> Exercise requirements
Set down the lines of the data exactly, starting at the first and stopping after the line containing "pub mod ports;".
——
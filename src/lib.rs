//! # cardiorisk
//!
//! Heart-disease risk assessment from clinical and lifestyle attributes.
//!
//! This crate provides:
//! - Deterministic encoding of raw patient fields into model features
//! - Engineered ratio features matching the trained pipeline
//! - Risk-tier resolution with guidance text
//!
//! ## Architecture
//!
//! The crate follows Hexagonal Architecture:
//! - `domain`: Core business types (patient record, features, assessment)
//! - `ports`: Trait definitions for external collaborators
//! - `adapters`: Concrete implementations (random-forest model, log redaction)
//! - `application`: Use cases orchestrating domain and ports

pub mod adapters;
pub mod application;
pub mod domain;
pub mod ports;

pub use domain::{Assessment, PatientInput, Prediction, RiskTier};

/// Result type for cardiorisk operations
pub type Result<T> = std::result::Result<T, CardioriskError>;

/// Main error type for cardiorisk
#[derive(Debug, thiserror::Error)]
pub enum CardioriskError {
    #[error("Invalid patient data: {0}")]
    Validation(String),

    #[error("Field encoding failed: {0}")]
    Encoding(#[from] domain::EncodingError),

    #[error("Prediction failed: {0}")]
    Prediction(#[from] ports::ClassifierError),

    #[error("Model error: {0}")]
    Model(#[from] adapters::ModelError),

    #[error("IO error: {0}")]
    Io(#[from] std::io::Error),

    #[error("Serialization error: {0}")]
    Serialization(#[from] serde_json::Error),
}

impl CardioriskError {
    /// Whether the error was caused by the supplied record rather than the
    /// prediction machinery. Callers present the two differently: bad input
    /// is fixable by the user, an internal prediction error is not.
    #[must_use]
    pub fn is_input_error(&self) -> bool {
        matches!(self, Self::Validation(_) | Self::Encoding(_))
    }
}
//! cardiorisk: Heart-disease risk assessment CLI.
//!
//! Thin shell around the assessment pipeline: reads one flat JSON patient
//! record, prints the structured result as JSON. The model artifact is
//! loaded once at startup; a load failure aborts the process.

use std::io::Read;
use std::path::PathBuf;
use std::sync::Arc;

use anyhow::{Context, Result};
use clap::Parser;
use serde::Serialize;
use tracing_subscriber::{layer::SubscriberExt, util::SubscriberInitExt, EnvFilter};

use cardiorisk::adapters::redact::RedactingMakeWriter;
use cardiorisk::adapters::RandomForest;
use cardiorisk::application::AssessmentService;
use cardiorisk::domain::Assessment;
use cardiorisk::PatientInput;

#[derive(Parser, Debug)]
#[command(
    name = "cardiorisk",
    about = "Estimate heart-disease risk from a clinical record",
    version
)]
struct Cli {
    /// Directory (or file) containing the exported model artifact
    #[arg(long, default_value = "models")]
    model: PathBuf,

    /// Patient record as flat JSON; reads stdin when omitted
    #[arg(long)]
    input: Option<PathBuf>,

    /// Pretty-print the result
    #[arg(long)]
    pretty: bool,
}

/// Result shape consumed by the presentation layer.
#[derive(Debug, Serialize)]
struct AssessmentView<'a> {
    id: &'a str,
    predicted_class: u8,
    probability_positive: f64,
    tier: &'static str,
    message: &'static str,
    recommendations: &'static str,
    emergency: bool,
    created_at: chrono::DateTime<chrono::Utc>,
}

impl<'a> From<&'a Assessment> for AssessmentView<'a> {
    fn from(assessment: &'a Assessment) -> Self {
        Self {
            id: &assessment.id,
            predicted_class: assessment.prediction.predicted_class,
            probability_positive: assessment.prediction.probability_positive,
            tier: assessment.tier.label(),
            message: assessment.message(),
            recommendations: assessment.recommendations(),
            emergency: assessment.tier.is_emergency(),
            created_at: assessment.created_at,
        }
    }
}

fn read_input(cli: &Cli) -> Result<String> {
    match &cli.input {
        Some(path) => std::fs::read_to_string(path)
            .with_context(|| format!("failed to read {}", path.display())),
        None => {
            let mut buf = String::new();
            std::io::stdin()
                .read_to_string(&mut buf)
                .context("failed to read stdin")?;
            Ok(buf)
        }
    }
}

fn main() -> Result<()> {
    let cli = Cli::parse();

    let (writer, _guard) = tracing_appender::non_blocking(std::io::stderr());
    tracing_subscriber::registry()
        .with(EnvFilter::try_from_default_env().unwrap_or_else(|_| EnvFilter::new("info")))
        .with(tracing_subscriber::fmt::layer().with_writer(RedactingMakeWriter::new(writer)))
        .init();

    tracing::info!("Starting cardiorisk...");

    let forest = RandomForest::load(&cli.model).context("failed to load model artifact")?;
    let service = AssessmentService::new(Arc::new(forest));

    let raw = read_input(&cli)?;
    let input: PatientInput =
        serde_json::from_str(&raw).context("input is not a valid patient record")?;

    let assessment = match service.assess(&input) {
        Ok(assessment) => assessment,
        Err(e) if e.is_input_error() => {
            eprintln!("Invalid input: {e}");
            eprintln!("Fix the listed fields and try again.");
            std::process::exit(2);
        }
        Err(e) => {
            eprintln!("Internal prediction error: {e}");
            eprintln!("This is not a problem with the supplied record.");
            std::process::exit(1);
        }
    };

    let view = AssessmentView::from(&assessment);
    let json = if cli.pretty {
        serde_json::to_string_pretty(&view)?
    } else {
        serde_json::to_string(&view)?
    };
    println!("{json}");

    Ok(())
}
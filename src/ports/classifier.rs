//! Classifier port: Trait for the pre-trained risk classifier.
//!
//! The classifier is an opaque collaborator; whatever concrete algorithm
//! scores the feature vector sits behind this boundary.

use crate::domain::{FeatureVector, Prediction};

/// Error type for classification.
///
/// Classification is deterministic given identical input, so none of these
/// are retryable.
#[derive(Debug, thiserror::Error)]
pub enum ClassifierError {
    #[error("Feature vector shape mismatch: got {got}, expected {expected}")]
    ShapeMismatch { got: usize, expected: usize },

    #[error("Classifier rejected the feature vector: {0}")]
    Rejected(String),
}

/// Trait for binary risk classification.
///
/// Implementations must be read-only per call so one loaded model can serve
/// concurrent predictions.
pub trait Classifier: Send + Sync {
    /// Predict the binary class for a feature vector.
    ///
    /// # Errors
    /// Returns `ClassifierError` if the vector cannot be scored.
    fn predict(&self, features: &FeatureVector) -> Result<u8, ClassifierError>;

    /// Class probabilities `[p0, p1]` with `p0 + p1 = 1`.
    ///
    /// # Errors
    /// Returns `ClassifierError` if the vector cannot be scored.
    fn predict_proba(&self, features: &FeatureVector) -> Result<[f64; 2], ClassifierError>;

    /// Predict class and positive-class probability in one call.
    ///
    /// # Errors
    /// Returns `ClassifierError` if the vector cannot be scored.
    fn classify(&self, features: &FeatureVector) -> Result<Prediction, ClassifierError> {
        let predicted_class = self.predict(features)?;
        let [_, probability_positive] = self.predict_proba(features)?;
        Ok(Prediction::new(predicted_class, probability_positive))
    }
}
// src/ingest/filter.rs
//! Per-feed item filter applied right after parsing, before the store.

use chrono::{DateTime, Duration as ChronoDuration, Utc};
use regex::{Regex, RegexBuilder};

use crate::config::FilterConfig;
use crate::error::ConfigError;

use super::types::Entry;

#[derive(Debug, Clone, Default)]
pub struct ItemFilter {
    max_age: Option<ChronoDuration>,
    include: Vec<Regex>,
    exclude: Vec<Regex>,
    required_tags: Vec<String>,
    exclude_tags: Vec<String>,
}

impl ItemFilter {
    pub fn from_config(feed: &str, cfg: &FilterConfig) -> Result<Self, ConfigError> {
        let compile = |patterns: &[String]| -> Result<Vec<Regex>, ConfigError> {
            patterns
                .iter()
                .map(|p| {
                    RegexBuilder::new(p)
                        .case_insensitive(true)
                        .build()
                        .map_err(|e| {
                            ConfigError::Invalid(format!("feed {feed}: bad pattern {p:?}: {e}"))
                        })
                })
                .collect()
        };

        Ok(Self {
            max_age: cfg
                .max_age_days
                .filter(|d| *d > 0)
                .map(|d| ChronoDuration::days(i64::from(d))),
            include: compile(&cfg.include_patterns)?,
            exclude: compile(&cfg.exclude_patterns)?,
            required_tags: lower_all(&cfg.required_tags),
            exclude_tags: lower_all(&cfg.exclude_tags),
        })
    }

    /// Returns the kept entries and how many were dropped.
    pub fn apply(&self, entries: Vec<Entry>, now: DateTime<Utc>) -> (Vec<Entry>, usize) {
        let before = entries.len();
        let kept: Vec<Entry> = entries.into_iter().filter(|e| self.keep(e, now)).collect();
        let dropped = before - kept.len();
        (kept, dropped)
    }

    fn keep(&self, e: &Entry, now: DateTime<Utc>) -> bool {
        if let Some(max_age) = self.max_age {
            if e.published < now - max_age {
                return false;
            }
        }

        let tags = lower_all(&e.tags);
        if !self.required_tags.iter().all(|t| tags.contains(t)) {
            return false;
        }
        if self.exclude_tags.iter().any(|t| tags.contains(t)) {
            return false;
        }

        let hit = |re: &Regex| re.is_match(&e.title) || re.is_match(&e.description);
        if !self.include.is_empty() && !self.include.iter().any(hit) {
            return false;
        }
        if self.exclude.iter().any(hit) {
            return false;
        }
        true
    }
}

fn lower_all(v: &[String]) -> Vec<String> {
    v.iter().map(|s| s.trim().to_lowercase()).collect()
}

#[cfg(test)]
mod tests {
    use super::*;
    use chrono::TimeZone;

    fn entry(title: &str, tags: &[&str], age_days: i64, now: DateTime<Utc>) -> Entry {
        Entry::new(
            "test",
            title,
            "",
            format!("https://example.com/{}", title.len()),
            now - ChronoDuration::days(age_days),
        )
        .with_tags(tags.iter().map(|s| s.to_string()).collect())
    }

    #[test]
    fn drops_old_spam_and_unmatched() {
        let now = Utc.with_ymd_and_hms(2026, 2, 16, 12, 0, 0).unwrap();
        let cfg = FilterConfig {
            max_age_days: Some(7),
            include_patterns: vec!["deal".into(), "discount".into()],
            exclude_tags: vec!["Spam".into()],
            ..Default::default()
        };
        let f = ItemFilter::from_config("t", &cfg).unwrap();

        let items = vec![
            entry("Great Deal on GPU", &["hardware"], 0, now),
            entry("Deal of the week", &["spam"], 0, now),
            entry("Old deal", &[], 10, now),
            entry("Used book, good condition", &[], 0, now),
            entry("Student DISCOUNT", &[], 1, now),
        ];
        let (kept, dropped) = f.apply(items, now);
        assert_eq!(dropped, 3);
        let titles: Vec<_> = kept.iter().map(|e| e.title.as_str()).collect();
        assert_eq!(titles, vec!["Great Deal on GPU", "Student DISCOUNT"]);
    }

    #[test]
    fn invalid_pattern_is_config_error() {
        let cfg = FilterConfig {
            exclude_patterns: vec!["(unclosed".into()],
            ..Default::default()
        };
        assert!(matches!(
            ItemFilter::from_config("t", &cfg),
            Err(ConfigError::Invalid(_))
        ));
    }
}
——
> Result
filename src/lib.rs
//! # cardiorisk
//!
//! Heart-disease risk assessment from clinical and lifestyle attributes.
//!
//! This crate provides:
//! - Deterministic encoding of raw patient fields into model features
//! - Engineered ratio features matching the trained pipeline
//! - Risk-tier resolution with guidance text
//!
//! ## Architecture
//!
//! The crate follows Hexagonal Architecture:
//! - `domain`: Core business types (patient record, features, assessment)
//! - `ports`: Trait definitions for external collaborators
//! - `adapters`: Concrete implementations (random-forest model, log redaction)
//! - `application`: Use cases orchestrating domain and ports

pub mod adapters;
pub mod application;
pub mod domain;
pub mod ports;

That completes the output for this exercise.